Bob Williams, test director for NASA's zero-gravity training program, told the actors what to expect: "It's just like a roller coaster in the sky."
But the zero-gravity arcs weren't like any roller coaster the Apollo 13 actors had ever been on. "It's not a sensation you can liken to anything else," says Hanks.
"Your entire body feels funny," recalls Kevin Bacon. "You hear the change in the engines, and the wings of the plane shift, and you literally pop right up and think, `I'm upside down. I'm not--what's wrong? Oh, I'm floating.'"
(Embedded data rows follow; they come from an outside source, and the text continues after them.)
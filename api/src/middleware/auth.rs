//! JWT authentication middleware for protecting API endpoints.
//!
//! The access token is taken from the `Authorization: Bearer` header or,
//! failing that, from the session cookie. Verification goes through the
//! core `TokenService` registered as app data, and the resulting
//! `AuthContext` is injected into the request extensions.
//!
//! The middleware works in two modes:
//! 1. Required: requests without a valid token are answered with 401
//! 2. Optional: such requests continue anonymously

use actix_web::{
    body::EitherBody,
    dev::{Service, ServiceRequest, ServiceResponse, Transform},
    error::InternalError,
    http::header::AUTHORIZATION,
    web, Error, FromRequest, HttpMessage, HttpRequest, HttpResponse,
};
use futures_util::future::LocalBoxFuture;
use gym_core::{
    domain::entities::token::Claims,
    errors::{DomainError, TokenError},
    services::TokenService,
};
use gym_shared::config::SessionConfig;
use std::{
    future::{ready, Ready},
    rc::Rc,
    task::{Context, Poll},
};
use uuid::Uuid;

use crate::handlers::error::domain_error_body;

/// User authentication context injected into requests
#[derive(Debug, Clone)]
pub struct AuthContext {
    /// User ID extracted from JWT claims
    pub user_id: Uuid,
    /// Display name at the time the token was issued
    pub name: String,
    /// Email at the time the token was issued
    pub email: String,
    /// JWT ID for tracking
    pub jti: String,
}

impl AuthContext {
    /// Creates a new authentication context from JWT claims
    pub fn from_claims(claims: Claims) -> Result<Self, DomainError> {
        let user_id = claims
            .user_id()
            .map_err(|_| DomainError::Token(TokenError::InvalidClaims))?;
        Ok(Self {
            user_id,
            name: claims.name,
            email: claims.email,
            jti: claims.jti,
        })
    }
}

/// JWT authentication middleware factory
pub struct JwtAuth {
    /// Let requests through without a context instead of rejecting them
    optional: bool,
}

impl JwtAuth {
    /// Creates a middleware that rejects unauthenticated requests
    pub fn new() -> Self {
        Self { optional: false }
    }

    /// Creates a middleware that attaches a context when a valid token is present
    pub fn optional() -> Self {
        Self { optional: true }
    }
}

impl Default for JwtAuth {
    fn default() -> Self {
        Self::new()
    }
}

impl<S, B> Transform<S, ServiceRequest> for JwtAuth
where
    S: Service<ServiceRequest, Response = ServiceResponse<B>, Error = Error> + 'static,
    S::Future: 'static,
    B: 'static,
{
    type Response = ServiceResponse<EitherBody<B>>;
    type Error = Error;
    type InitError = ();
    type Transform = JwtAuthMiddleware<S>;
    type Future = Ready<Result<Self::Transform, Self::InitError>>;

    fn new_transform(&self, service: S) -> Self::Future {
        ready(Ok(JwtAuthMiddleware {
            service: Rc::new(service),
            optional: self.optional,
        }))
    }
}

/// JWT authentication middleware service
pub struct JwtAuthMiddleware<S> {
    service: Rc<S>,
    optional: bool,
}

impl<S, B> Service<ServiceRequest> for JwtAuthMiddleware<S>
where
    S: Service<ServiceRequest, Response = ServiceResponse<B>, Error = Error> + 'static,
    S::Future: 'static,
    B: 'static,
{
    type Response = ServiceResponse<EitherBody<B>>;
    type Error = Error;
    type Future = LocalBoxFuture<'static, Result<Self::Response, Self::Error>>;

    fn poll_ready(&self, ctx: &mut Context<'_>) -> Poll<Result<(), Self::Error>> {
        self.service.poll_ready(ctx)
    }

    fn call(&self, req: ServiceRequest) -> Self::Future {
        let service = Rc::clone(&self.service);
        let optional = self.optional;

        Box::pin(async move {
            match authenticate(req.request()) {
                Ok(auth_context) => {
                    req.extensions_mut().insert(auth_context);
                }
                Err(error) if optional => {
                    log::debug!("Continuing without authentication: {}", error);
                }
                Err(error) => {
                    let response = auth_error_response(&error);
                    return Ok(req.into_response(response).map_into_right_body());
                }
            }

            service.call(req).await.map(ServiceResponse::map_into_left_body)
        })
    }
}

/// Verify the request's access token and build its context
fn authenticate(req: &HttpRequest) -> Result<AuthContext, DomainError> {
    let cookie_name = req
        .app_data::<web::Data<SessionConfig>>()
        .map(|session| session.cookie_name.clone())
        .unwrap_or_else(|| SessionConfig::default().cookie_name);

    let token = extract_token(req, &cookie_name).ok_or(TokenError::MissingToken)?;

    let token_service = req
        .app_data::<web::Data<TokenService>>()
        .ok_or_else(|| DomainError::internal("JWT verification not configured"))?;

    let claims = token_service.verify_access_token(&token)?;
    AuthContext::from_claims(claims)
}

/// Extracts the access token, preferring the Authorization header over the cookie
pub fn extract_token(req: &HttpRequest, cookie_name: &str) -> Option<String> {
    extract_bearer_token(req).or_else(|| {
        req.cookie(cookie_name)
            .map(|cookie| cookie.value().to_string())
            .filter(|value| !value.is_empty())
    })
}

/// Extracts Bearer token from Authorization header
fn extract_bearer_token(req: &HttpRequest) -> Option<String> {
    req.headers()
        .get(AUTHORIZATION)?
        .to_str()
        .ok()?
        .strip_prefix("Bearer ")
        .map(str::trim)
        .filter(|token| !token.is_empty())
        .map(|s| s.to_string())
}

/// JSON error response for a verification failure
fn auth_error_response(error: &DomainError) -> HttpResponse {
    let (status, body) = domain_error_body(error);
    HttpResponse::build(status).json(body)
}

fn auth_error(error: DomainError) -> Error {
    let response = auth_error_response(&error);
    InternalError::from_response(error, response).into()
}

/// Extractor for required authentication
impl FromRequest for AuthContext {
    type Error = Error;
    type Future = Ready<Result<Self, Self::Error>>;

    fn from_request(req: &HttpRequest, _: &mut actix_web::dev::Payload) -> Self::Future {
        let result = req
            .extensions()
            .get::<AuthContext>()
            .cloned()
            .ok_or_else(|| auth_error(TokenError::MissingToken.into()));

        ready(result)
    }
}

/// Extractor for optional authentication
pub struct OptionalAuth(pub Option<AuthContext>);

impl FromRequest for OptionalAuth {
    type Error = Error;
    type Future = Ready<Result<Self, Self::Error>>;

    fn from_request(req: &HttpRequest, _: &mut actix_web::dev::Payload) -> Self::Future {
        let auth = req.extensions().get::<AuthContext>().cloned();
        ready(Ok(OptionalAuth(auth)))
    }
}
//! Gym session and trainer session bookings.

use chrono::{DateTime, Utc};
use serde::{Deserialize, Serialize};
use uuid::Uuid;

/// Kind of gym session
#[derive(Debug, Clone, Copy, PartialEq, Eq, Serialize, Deserialize)]
#[serde(rename_all = "lowercase")]
pub enum WorkoutType {
    Exercise,
    Cardio,
}

impl WorkoutType {
    pub fn as_str(&self) -> &'static str {
        match self {
            WorkoutType::Exercise => "exercise",
            WorkoutType::Cardio => "cardio",
        }
    }

    pub fn parse(s: &str) -> Option<Self> {
        match s {
            "exercise" => Some(WorkoutType::Exercise),
            "cardio" => Some(WorkoutType::Cardio),
            _ => None,
        }
    }
}

/// Supported payment providers
#[derive(Debug, Clone, Copy, PartialEq, Eq, Serialize, Deserialize)]
#[serde(rename_all = "lowercase")]
pub enum PaymentMethod {
    Khalti,
}

impl PaymentMethod {
    pub fn as_str(&self) -> &'static str {
        match self {
            PaymentMethod::Khalti => "khalti",
        }
    }

    pub fn parse(s: &str) -> Option<Self> {
        match s {
            "khalti" => Some(PaymentMethod::Khalti),
            _ => None,
        }
    }
}

/// Payment record attached to a gym booking
#[derive(Debug, Clone, PartialEq, Serialize, Deserialize)]
#[serde(rename_all = "camelCase")]
pub struct Payment {
    pub method: PaymentMethod,
    /// Reference issued by the payment provider, unique per booking
    pub transaction_id: String,
    /// Amount computed by the server, never taken from the client
    pub amount: f64,
}

/// A booked gym session
///
/// Immutable once stored. `user_id` is set only when the booking was made
/// by an authenticated caller.
#[derive(Debug, Clone, PartialEq, Serialize, Deserialize)]
#[serde(rename_all = "camelCase")]
pub struct GymBooking {
    pub id: Uuid,
    #[serde(skip_serializing_if = "Option::is_none")]
    pub user_id: Option<Uuid>,
    pub workout_type: WorkoutType,
    /// Hours
    pub duration: u32,
    pub session_date: DateTime<Utc>,
    pub payment: Payment,
    pub created_at: DateTime<Utc>,
}

impl GymBooking {
    pub fn new(
        user_id: Option<Uuid>,
        workout_type: WorkoutType,
        duration: u32,
        session_date: DateTime<Utc>,
        payment: Payment,
    ) -> Self {
        Self {
            id: Uuid::new_v4(),
            user_id,
            workout_type,
            duration,
            session_date,
            payment,
            created_at: Utc::now(),
        }
    }

    /// Wire discriminator kept for clients that switch on it
    pub fn booking_type(&self) -> &'static str {
        "gym"
    }
}

/// Lifecycle of a trainer booking
#[derive(Debug, Clone, Copy, PartialEq, Eq, Serialize, Deserialize)]
#[serde(rename_all = "lowercase")]
pub enum BookingStatus {
    Pending,
    Confirmed,
    Cancelled,
}

impl BookingStatus {
    pub fn as_str(&self) -> &'static str {
        match self {
            BookingStatus::Pending => "pending",
            BookingStatus::Confirmed => "confirmed",
            BookingStatus::Cancelled => "cancelled",
        }
    }

    pub fn parse(s: &str) -> Option<Self> {
        match s {
            "pending" => Some(BookingStatus::Pending),
            "confirmed" => Some(BookingStatus::Confirmed),
            "cancelled" => Some(BookingStatus::Cancelled),
            _ => None,
        }
    }
}

/// Payment state of a trainer booking
#[derive(Debug, Clone, Copy, PartialEq, Eq, Serialize, Deserialize)]
#[serde(rename_all = "lowercase")]
pub enum PaymentStatus {
    Pending,
    Completed,
    Failed,
}

impl PaymentStatus {
    pub fn as_str(&self) -> &'static str {
        match self {
            PaymentStatus::Pending => "pending",
            PaymentStatus::Completed => "completed",
            PaymentStatus::Failed => "failed",
        }
    }

    pub fn parse(s: &str) -> Option<Self> {
        match s {
            "pending" => Some(PaymentStatus::Pending),
            "completed" => Some(PaymentStatus::Completed),
            "failed" => Some(PaymentStatus::Failed),
            _ => None,
        }
    }
}

/// A booked session with a trainer
///
/// `trainer_name` and `trainer_rate` are copied from the trainer when the
/// booking is made, and `amount` is frozen at `trainer_rate * duration`.
#[derive(Debug, Clone, PartialEq, Serialize, Deserialize)]
#[serde(rename_all = "camelCase")]
pub struct TrainerBooking {
    pub id: Uuid,
    pub user_id: Uuid,
    pub trainer_id: Uuid,
    pub trainer_name: String,
    pub trainer_rate: f64,
    /// Hours
    pub duration: u32,
    pub session_date: DateTime<Utc>,
    pub amount: f64,
    pub status: BookingStatus,
    pub payment_status: PaymentStatus,
    pub created_at: DateTime<Utc>,
    pub updated_at: DateTime<Utc>,
}

impl TrainerBooking {
    /// Creates a pending booking priced from the trainer snapshot
    pub fn new(
        user_id: Uuid,
        trainer_id: Uuid,
        trainer_name: String,
        trainer_rate: f64,
        duration: u32,
        session_date: DateTime<Utc>,
    ) -> Self {
        let now = Utc::now();
        Self {
            id: Uuid::new_v4(),
            user_id,
            trainer_id,
            trainer_name,
            trainer_rate,
            duration,
            session_date,
            amount: trainer_rate * f64::from(duration),
            status: BookingStatus::Pending,
            payment_status: PaymentStatus::Pending,
            created_at: now,
            updated_at: now,
        }
    }

    /// Marks the booking cancelled; repeated calls are no-ops
    pub fn cancel(&mut self) {
        if self.status != BookingStatus::Cancelled {
            self.status = BookingStatus::Cancelled;
            self.updated_at = Utc::now();
        }
    }

    pub fn is_cancelled(&self) -> bool {
        self.status == BookingStatus::Cancelled
    }
}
When the Vomit Comet reaches the bottom of its roller-coaster-like dive, the zero-gravity environment instantly disappears. As the plane climbs again, the cast and crew hit the deck. How come? The astronauts tend to keep moving in a straight line downward even though the plane begins to climb. (Remember Newton's first law of motion? See SW/9/195, p. 12.) When gravity took hold of the Apollo 13 cast, says Hanks, the well-trained NASA crew would hold on to the actors so they wouldn't crash on top of the cameras or reach other.
Once the crew and actors had taken several test flights, they were ready to film. Each Vomit Comet zero-gravity arc lasts only 23 seconds, so the cast and crew had to work fast. These are the scenes where actor Bill Paxton, as astronaut Fred Haise, spins his sunglasses toward the camera. And actor Kevin Bacon, as astronaut John Swigert, squirts orange juice into the air.
"We definitely got better at [filming] as we went along--just knowing how to reinforce the set and stabilize the props," says the film's director, Ron Howard.
Howard admits that he expected somebody to be sick on every Vomit Comet flight. But it wasn't that bad. "If I had a chance to do more floating," he says, "I would."